No one will mistake MP3 Encoder for AudioCatalyst. Its user interface is almost as minimal as MVP’s. You can’t encode directly from audio CDs; instead, you must use MoviePlayer or the freeware Track Thief to create AIFF audio files, which require about 10 MB per minute of music.

<http://www.student.nada.kth.se/~d88-bli/misc/>

The SWA Xtra lacks variable bitrate support; nor can it encode the full audible frequency range (it only goes up to 16 KHz). And it’s slow: the two slowest times in our trials were achieved with this software in Normal and Higher Quality mode. But it does work – very well, in fact, despite its limited frequency response. This encoder did better on our low bitrate torture test than any of the other programs. And did we mention it’s free?

The Final Note — All of the MP3 encoders in our roundup have at least one reason to recommend them, and all produce reasonable files at typical bitrates. MVP plays a wide variety of multimedia files and is the least expensive of the commercial products. SoundJam is slightly more flexible than MVP, can play Internet MP3 streams, and has the visual bells and whistles of its playback-only competitors. It also comes with Realizer, which can improve sound on typical computer speakers and is attractively priced compared to a separate player and encoder.

N2MP3 produces better-sounding files, is even more configurable, and has a elegant and simple user interface. AudioCatalyst is extremely configurable, very fast, and produces great-sounding files. And the SWA Xtra/MP3 Encoder combination is free and does very nice low-bitrate encoding.

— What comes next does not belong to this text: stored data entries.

//! Error types for the deletion pipeline.

use std::path::PathBuf;

use thiserror::Error;

/// Failure reading or writing a path stream.
#[derive(Debug, Error)]
pub enum StreamError {
    #[error("I/O error on spill file {path}: {source}")]
    Io {
        path: PathBuf,
        #[source]
        source: std::io::Error,
    },

    #[error("failed to encode path record: {0}")]
    Encode(#[source] serde_json::Error),

    #[error("corrupt path record at line {line}: {source}")]
    Decode {
        line: usize,
        #[source]
        source: serde_json::Error,
    },

    #[error("paths are not sorted: '{current}' arrived after '{previous}'")]
    Unsorted { previous: String, current: String },
}

/// Failure before any deletion was attempted. No partial result exists.
#[derive(Debug, Error)]
pub enum PipelineError {
    #[error("failed to resolve filter '{pattern}': {source}")]
    Resolution {
        pattern: String,
        #[source]
        source: anyhow::Error,
    },

    #[error("failed to merge path streams: {0}")]
    Merge(#[source] StreamError),

    #[error("failed to reduce merged paths: {0}")]
    Reduce(#[source] StreamError),

    #[error("failed to open paths to delete: {0}")]
    Spill(#[source] StreamError),

    #[error("delete confirmation failed: {0}")]
    Confirm(#[source] anyhow::Error),
}

/// Result of a single delete call against the store.
#[derive(Debug, Error)]
pub enum DeleteError {
    /// This path could not be deleted; the run continues.
    #[error("failed to delete '{path}': {reason}")]
    Item { path: String, reason: String },

    /// The store is unusable; no further deletions should be dispatched.
    #[error("store unavailable: {0}")]
    Fatal(String),
}

impl DeleteError {
    pub fn item(path: impl Into<String>, reason: impl ToString) -> Self {
        Self::Item {
            path: path.into(),
            reason: reason.to_string(),
        }
    }

    pub fn fatal(reason: impl ToString) -> Self {
        Self::Fatal(reason.to_string())
    }

    pub fn is_fatal(&self) -> bool {
        matches!(self, Self::Fatal(_))
    }
}

/// Error that stopped a deletion run early.
#[derive(Debug, Error)]
pub enum FatalExecutionError {
    #[error("store unavailable: {0}")]
    Remote(String),

    #[error("failed to read paths to delete: {0}")]
    Stream(#[source] StreamError),

    #[error("delete worker failed: {0}")]
    Worker(String),
}
//! Merge and top-chain reduction over several resolved streams

use purge_core::pipeline::{MergedStream, TopChainReducer, reduce_top_chain};
use purge_core::stream::{MemoryStream, PathSetWriter, collect_paths};
use purge_core::types::{compare_paths, is_covered_by};

fn merge_and_reduce(inputs: &[&[&str]]) -> Vec<String> {
    let mut streams: Vec<MemoryStream> = inputs
        .iter()
        .map(|paths| MemoryStream::sorted_files(paths.iter().copied()))
        .collect();
    let merged = MergedStream::new(streams.iter_mut()).unwrap();
    collect_paths(TopChainReducer::new(merged)).unwrap()
}

#[test]
fn folder_filter_swallows_file_filter() {
    assert_eq!(merge_and_reduce(&[&["a"], &["a/b", "a/c"]]), vec!["a"]);
}

#[test]
fn unrelated_filters_pass_through() {
    assert_eq!(merge_and_reduce(&[&["x/y"], &["x/z"]]), vec!["x/y", "x/z"]);
}

#[test]
fn merge_is_a_sorted_multiset_union() {
    let mut first = MemoryStream::sorted_files(["lib/a.jar", "lib/b.jar", "z"]);
    let mut second = MemoryStream::sorted_files(["lib", "lib/a.jar", "lib.txt"]);
    let mut third = MemoryStream::default();

    let merged = MergedStream::new([&mut first, &mut second, &mut third]).unwrap();
    let paths = collect_paths(merged).unwrap();

    assert_eq!(paths.len(), 6);
    assert!(paths.windows(2).all(|w| compare_paths(&w[0], &w[1]).is_le()));
    assert_eq!(
        paths,
        vec!["lib", "lib/a.jar", "lib/a.jar", "lib/b.jar", "lib.txt", "z"]
    );
}

#[test]
fn reduced_output_has_no_covered_pairs() {
    let reduced = merge_and_reduce(&[
        &["repo/com/acme", "repo/com/acme/app/1.0/app.jar", "repo/org"],
        &["repo/com/acme/app", "repo/com/acme-tools/x.jar", "repo/org/x/y"],
        &["repo/com", "other/readme.md"],
    ]);

    assert_eq!(reduced, vec!["other/readme.md", "repo/com", "repo/org"]);
    for (i, a) in reduced.iter().enumerate() {
        for b in reduced.iter().skip(i + 1) {
            assert!(!is_covered_by(b, a) && !is_covered_by(a, b), "{a} and {b}");
        }
    }
}

#[test]
fn every_input_path_is_kept_or_covered() {
    let inputs: &[&[&str]] = &[&["a/b/c", "b", "c/d"], &["a/b", "b/x", "cd"]];
    let reduced = merge_and_reduce(inputs);

    for path in inputs.iter().flat_map(|paths| paths.iter()) {
        assert!(
            reduced.iter().any(|kept| is_covered_by(path, kept)),
            "{path} was lost"
        );
    }
}

#[test]
fn reduction_is_idempotent_through_a_spilled_set() {
    let mut input = MemoryStream::sorted_files(["a", "a/b", "b/c", "b/c/d", "bc", "z", "z/1"]);
    let once = reduce_top_chain(&mut input, PathSetWriter::with_threshold(2)).unwrap();
    assert!(once.spill_path().is_some());

    let twice = reduce_top_chain(once.reader().unwrap(), PathSetWriter::new()).unwrap();

    assert_eq!(
        collect_paths(once.reader().unwrap()).unwrap(),
        collect_paths(twice.reader().unwrap()).unwrap()
    );
    assert_eq!(twice.len(), 4);
}
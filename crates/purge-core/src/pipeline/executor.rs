//! Bounded-concurrency deletion of a reduced path stream.

use std::sync::atomic::{AtomicUsize, Ordering};
use std::sync::{Arc, Mutex, MutexGuard, PoisonError};

use tokio::task::JoinSet;
use tracing::{debug, error, info, warn};

use super::outcome::{DeletionOutcome, ExecutionReport};
use crate::error::{DeleteError, FatalExecutionError};
use crate::remote::RemoteDeleter;
use crate::stream::PathStream;
use crate::types::PathRecord;

/// Worker count used when none is configured.
pub const DEFAULT_THREADS: usize = 3;

/// Deletes every record of a stream with up to `threads` calls in flight.
///
/// The reduced stream guarantees no two records are in an ancestor/child
/// relation, so workers never need to coordinate beyond taking the next
/// record.
pub struct DeleteExecutor {
    deleter: Arc<dyn RemoteDeleter>,
    threads: usize,
    dry_run: bool,
}

impl DeleteExecutor {
    /// `threads` of 0 is treated as 1.
    pub fn new(deleter: Arc<dyn RemoteDeleter>, threads: usize) -> Self {
        Self {
            deleter,
            threads: threads.max(1),
            dry_run: false,
        }
    }

    /// Log and count every record as deleted without calling the store.
    pub fn with_dry_run(mut self, dry_run: bool) -> Self {
        self.dry_run = dry_run;
        self
    }

    pub fn threads(&self) -> usize {
        self.threads
    }

    /// Consume `stream` and delete everything in it.
    ///
    /// Per-item failures are counted and the run goes on. A fatal error stops
    /// dispatch: deletions already in flight finish, and whatever is left in
    /// the stream is counted as not attempted. The stream is dropped before
    /// this returns.
    pub async fn run<S>(&self, stream: S) -> ExecutionReport
    where
        S: PathStream + 'static,
    {
        self.execute(stream, None).await
    }

    /// Like [`run`](Self::run) for a stream known to hold `total` records.
    ///
    /// After a fatal error the records left unread are counted from `total`
    /// instead of by reading the rest of the stream.
    pub async fn run_with_total<S>(&self, stream: S, total: usize) -> ExecutionReport
    where
        S: PathStream + 'static,
    {
        self.execute(stream, Some(total)).await
    }

    async fn execute<S>(&self, stream: S, total: Option<usize>) -> ExecutionReport
    where
        S: PathStream + 'static,
    {
        let shared = Arc::new(Shared::new(stream, total));

        let mut workers = JoinSet::new();
        for worker_id in 0..self.threads {
            let shared = Arc::clone(&shared);
            let deleter = Arc::clone(&self.deleter);
            let dry_run = self.dry_run;
            workers.spawn(async move {
                worker_loop(worker_id, shared, deleter, dry_run).await;
            });
        }

        while let Some(joined) = workers.join_next().await {
            if let Err(e) = joined {
                error!(error = %e, "delete worker terminated abnormally");
                shared.halt(FatalExecutionError::Worker(e.to_string()));
            }
        }

        let report = shared.finish();
        info!(
            succeeded = report.outcome.success_count(),
            failed = report.outcome.fail_count(),
            not_attempted = report.not_attempted,
            "delete run finished"
        );
        report
    }
}

struct Cursor<S> {
    stream: S,
    halted: bool,
    fatal: Option<FatalExecutionError>,
}

/// State shared by all workers of one run.
struct Shared<S> {
    cursor: Mutex<Cursor<S>>,
    total: Option<usize>,
    dispatched: AtomicUsize,
    succeeded: AtomicUsize,
    failed: AtomicUsize,
    not_attempted: AtomicUsize,
}

impl<S: PathStream> Shared<S> {
    fn new(stream: S, total: Option<usize>) -> Self {
        Self {
            cursor: Mutex::new(Cursor {
                stream,
                halted: false,
                fatal: None,
            }),
            total,
            dispatched: AtomicUsize::new(0),
            succeeded: AtomicUsize::new(0),
            failed: AtomicUsize::new(0),
            not_attempted: AtomicUsize::new(0),
        }
    }

    fn lock(&self) -> MutexGuard<'_, Cursor<S>> {
        // a panicking worker must not hide the counters from the others
        self.cursor.lock().unwrap_or_else(PoisonError::into_inner)
    }

    /// Take the next record, unless the stream is exhausted or the run halted.
    fn next(&self) -> Option<PathRecord> {
        let mut cursor = self.lock();
        if cursor.halted {
            return None;
        }
        match cursor.stream.next_record() {
            Ok(Some(record)) => {
                self.dispatched.fetch_add(1, Ordering::Relaxed);
                Some(record)
            }
            Ok(None) => None,
            Err(e) => {
                error!(error = %e, "failed to read next path to delete");
                cursor.halted = true;
                cursor.fatal.get_or_insert(FatalExecutionError::Stream(e));
                None
            }
        }
    }

    /// Stop dispatching. The first fatal error wins.
    fn halt(&self, fatal: FatalExecutionError) {
        let mut cursor = self.lock();
        cursor.halted = true;
        cursor.fatal.get_or_insert(fatal);
    }

    /// Collect the counters once every worker is done.
    fn finish(&self) -> ExecutionReport {
        let mut cursor = self.lock();
        let succeeded = self.succeeded.load(Ordering::Relaxed);
        let failed = self.failed.load(Ordering::Relaxed);
        let mut not_attempted = self.not_attempted.load(Ordering::Relaxed);

        // records handed to a worker that died before answering
        let dispatched = self.dispatched.load(Ordering::Relaxed);
        not_attempted += dispatched.saturating_sub(succeeded + failed + not_attempted);

        let stream_broken = matches!(cursor.fatal, Some(FatalExecutionError::Stream(_)));
        if let Some(total) = self.total
            && cursor.halted
        {
            not_attempted = total.saturating_sub(succeeded + failed);
        } else if cursor.halted && !stream_broken {
            loop {
                match cursor.stream.next_record() {
                    Ok(Some(_)) => not_attempted += 1,
                    Ok(None) => break,
                    Err(e) => {
                        warn!(error = %e, "could not count remaining paths");
                        break;
                    }
                }
            }
        }

        ExecutionReport {
            outcome: DeletionOutcome::new(succeeded, failed),
            not_attempted,
            fatal: cursor.fatal.take(),
        }
    }
}

async fn worker_loop<S: PathStream>(
    worker_id: usize,
    shared: Arc<Shared<S>>,
    deleter: Arc<dyn RemoteDeleter>,
    dry_run: bool,
) {
    while let Some(record) = shared.next() {
        if dry_run {
            info!("[Dry run] Deleting: {record}");
            shared.succeeded.fetch_add(1, Ordering::Relaxed);
            continue;
        }

        debug!(worker = worker_id, path = %record, "deleting");
        match deleter.delete(&record).await {
            Ok(()) => {
                info!("Deleted: {record}");
                shared.succeeded.fetch_add(1, Ordering::Relaxed);
            }
            Err(err @ DeleteError::Item { .. }) => {
                warn!(worker = worker_id, error = %err, "delete failed");
                shared.failed.fetch_add(1, Ordering::Relaxed);
            }
            Err(DeleteError::Fatal(reason)) => {
                error!(
                    worker = worker_id,
                    path = %record,
                    %reason,
                    "store unavailable, stopping"
                );
                shared.not_attempted.fetch_add(1, Ordering::Relaxed);
                shared.halt(FatalExecutionError::Remote(reason));
                break;
            }
        }
    }
}
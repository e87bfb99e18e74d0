//! Config path resolution helpers.

use std::path::{Path, PathBuf};

use super::ConfigScope;

pub const CONFIG_FILE_NAME: &str = "purge.toml";

pub fn config_path_for_scope(
    scope: ConfigScope,
    global_dir: &Path,
    project_root: &Path,
) -> PathBuf {
    match scope {
        ConfigScope::Global => global_dir.join(CONFIG_FILE_NAME),
        ConfigScope::Project => project_root.join(CONFIG_FILE_NAME),
    }
}

/// `<config dir>/purge`
pub fn default_global_dir() -> anyhow::Result<PathBuf> {
    Ok(dirs::config_dir()
        .ok_or_else(|| anyhow::anyhow!("Could not determine config directory"))?
        .join("purge"))
}
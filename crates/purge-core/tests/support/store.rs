use std::collections::{HashMap, HashSet};
use std::io;
use std::path::PathBuf;
use std::sync::atomic::{AtomicUsize, Ordering};
use std::sync::{Arc, Mutex};

use async_trait::async_trait;

use purge_core::error::{DeleteError, StreamError};
use purge_core::filter::FilterSpec;
use purge_core::remote::{PathResolver, RemoteDeleter};
use purge_core::stream::{MemoryStream, PathStream};
use purge_core::types::PathRecord;

/// Stream that counts its own drops and can fail on its first read.
pub struct TrackedStream {
    inner: MemoryStream,
    broken: bool,
    dropped: Arc<AtomicUsize>,
}

impl PathStream for TrackedStream {
    fn next_record(&mut self) -> Result<Option<PathRecord>, StreamError> {
        if self.broken {
            return Err(StreamError::Io {
                path: PathBuf::from("search-results"),
                source: io::Error::new(io::ErrorKind::ConnectionReset, "stream reset"),
            });
        }
        self.inner.next_record()
    }
}

impl Drop for TrackedStream {
    fn drop(&mut self) {
        self.dropped.fetch_add(1, Ordering::SeqCst);
    }
}

/// Store double: canned resolution per pattern, scripted delete results.
///
/// Every resolved stream is a [`TrackedStream`], so tests can check that
/// `opened() == dropped()` on every exit path.
#[derive(Default)]
pub struct ScriptedStore {
    pub resolved: HashMap<String, Vec<&'static str>>,
    /// Records returned in the given order, without sorting
    pub unsorted: HashMap<String, Vec<&'static str>>,
    /// Patterns whose stream fails on its first read
    pub broken: HashSet<String>,
    pub unresolvable: HashSet<String>,
    pub failing: HashSet<String>,
    pub fatal_after: Option<usize>,
    pub calls: AtomicUsize,
    pub deleted: Mutex<Vec<String>>,
    pub opened: AtomicUsize,
    pub dropped: Arc<AtomicUsize>,
}

impl ScriptedStore {
    pub fn with_stream(mut self, pattern: &str, paths: &[&'static str]) -> Self {
        self.resolved.insert(pattern.to_string(), paths.to_vec());
        self
    }

    pub fn with_unsorted_stream(mut self, pattern: &str, paths: &[&'static str]) -> Self {
        self.unsorted.insert(pattern.to_string(), paths.to_vec());
        self
    }

    pub fn with_broken_stream(mut self, pattern: &str) -> Self {
        self.broken.insert(pattern.to_string());
        self
    }

    pub fn unresolvable(mut self, pattern: &str) -> Self {
        self.unresolvable.insert(pattern.to_string());
        self
    }

    pub fn failing_on(mut self, paths: &[&str]) -> Self {
        self.failing.extend(paths.iter().map(|p| p.to_string()));
        self
    }

    pub fn deleted(&self) -> Vec<String> {
        let mut deleted = self.deleted.lock().unwrap().clone();
        deleted.sort();
        deleted
    }

    pub fn calls(&self) -> usize {
        self.calls.load(Ordering::SeqCst)
    }

    pub fn opened(&self) -> usize {
        self.opened.load(Ordering::SeqCst)
    }

    pub fn dropped(&self) -> usize {
        self.dropped.load(Ordering::SeqCst)
    }
}

#[async_trait]
impl PathResolver for ScriptedStore {
    async fn resolve(&self, filter: &FilterSpec) -> anyhow::Result<Box<dyn PathStream>> {
        if self.unresolvable.contains(filter.pattern()) {
            anyhow::bail!("search failed for {}", filter.pattern());
        }
        let pattern = filter.pattern();
        let inner = match self.unsorted.get(pattern) {
            Some(paths) => MemoryStream::new(paths.iter().map(|p| PathRecord::file(*p))),
            None => {
                MemoryStream::sorted_files(self.resolved.get(pattern).cloned().unwrap_or_default())
            }
        };
        self.opened.fetch_add(1, Ordering::SeqCst);
        Ok(Box::new(TrackedStream {
            inner,
            broken: self.broken.contains(pattern),
            dropped: Arc::clone(&self.dropped),
        }))
    }
}

#[async_trait]
impl RemoteDeleter for ScriptedStore {
    async fn delete(&self, record: &PathRecord) -> Result<(), DeleteError> {
        let call = self.calls.fetch_add(1, Ordering::SeqCst);
        tokio::task::yield_now().await;
        if self.fatal_after.is_some_and(|limit| call >= limit) {
            return Err(DeleteError::fatal("connection reset"));
        }
        if self.failing.contains(record.path()) {
            return Err(DeleteError::item(record.path(), "403 Forbidden"));
        }
        self.deleted.lock().unwrap().push(record.path().to_string());
        Ok(())
    }
}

Although we had hoped a single program would pull ahead from the pack, it wasn’t meant to be. If we’re forced to pick, our vote goes to N2MP3 for most users and AudioCatalyst for audio geeks. In fact, our dream encoder is a cross between the two: Xing’s encoder and N2MP3’s user interface, with an extra checkbox or two in the Advanced settings to satisfy our tweaker’s urge. Nevertheless, the state of MP3 encoding on the Mac has gone from lame to robust in a remarkably short time, and that’s a credit to all the developers involved. Try all their wares to see which suits your needs best. You’ll enjoy playing with this technology.

[Jerry Kindall is the founder of Manual Labor, a technical writing and Web design firm specializing in the Macintosh. His music collection includes, at last count, over 900 CDs.]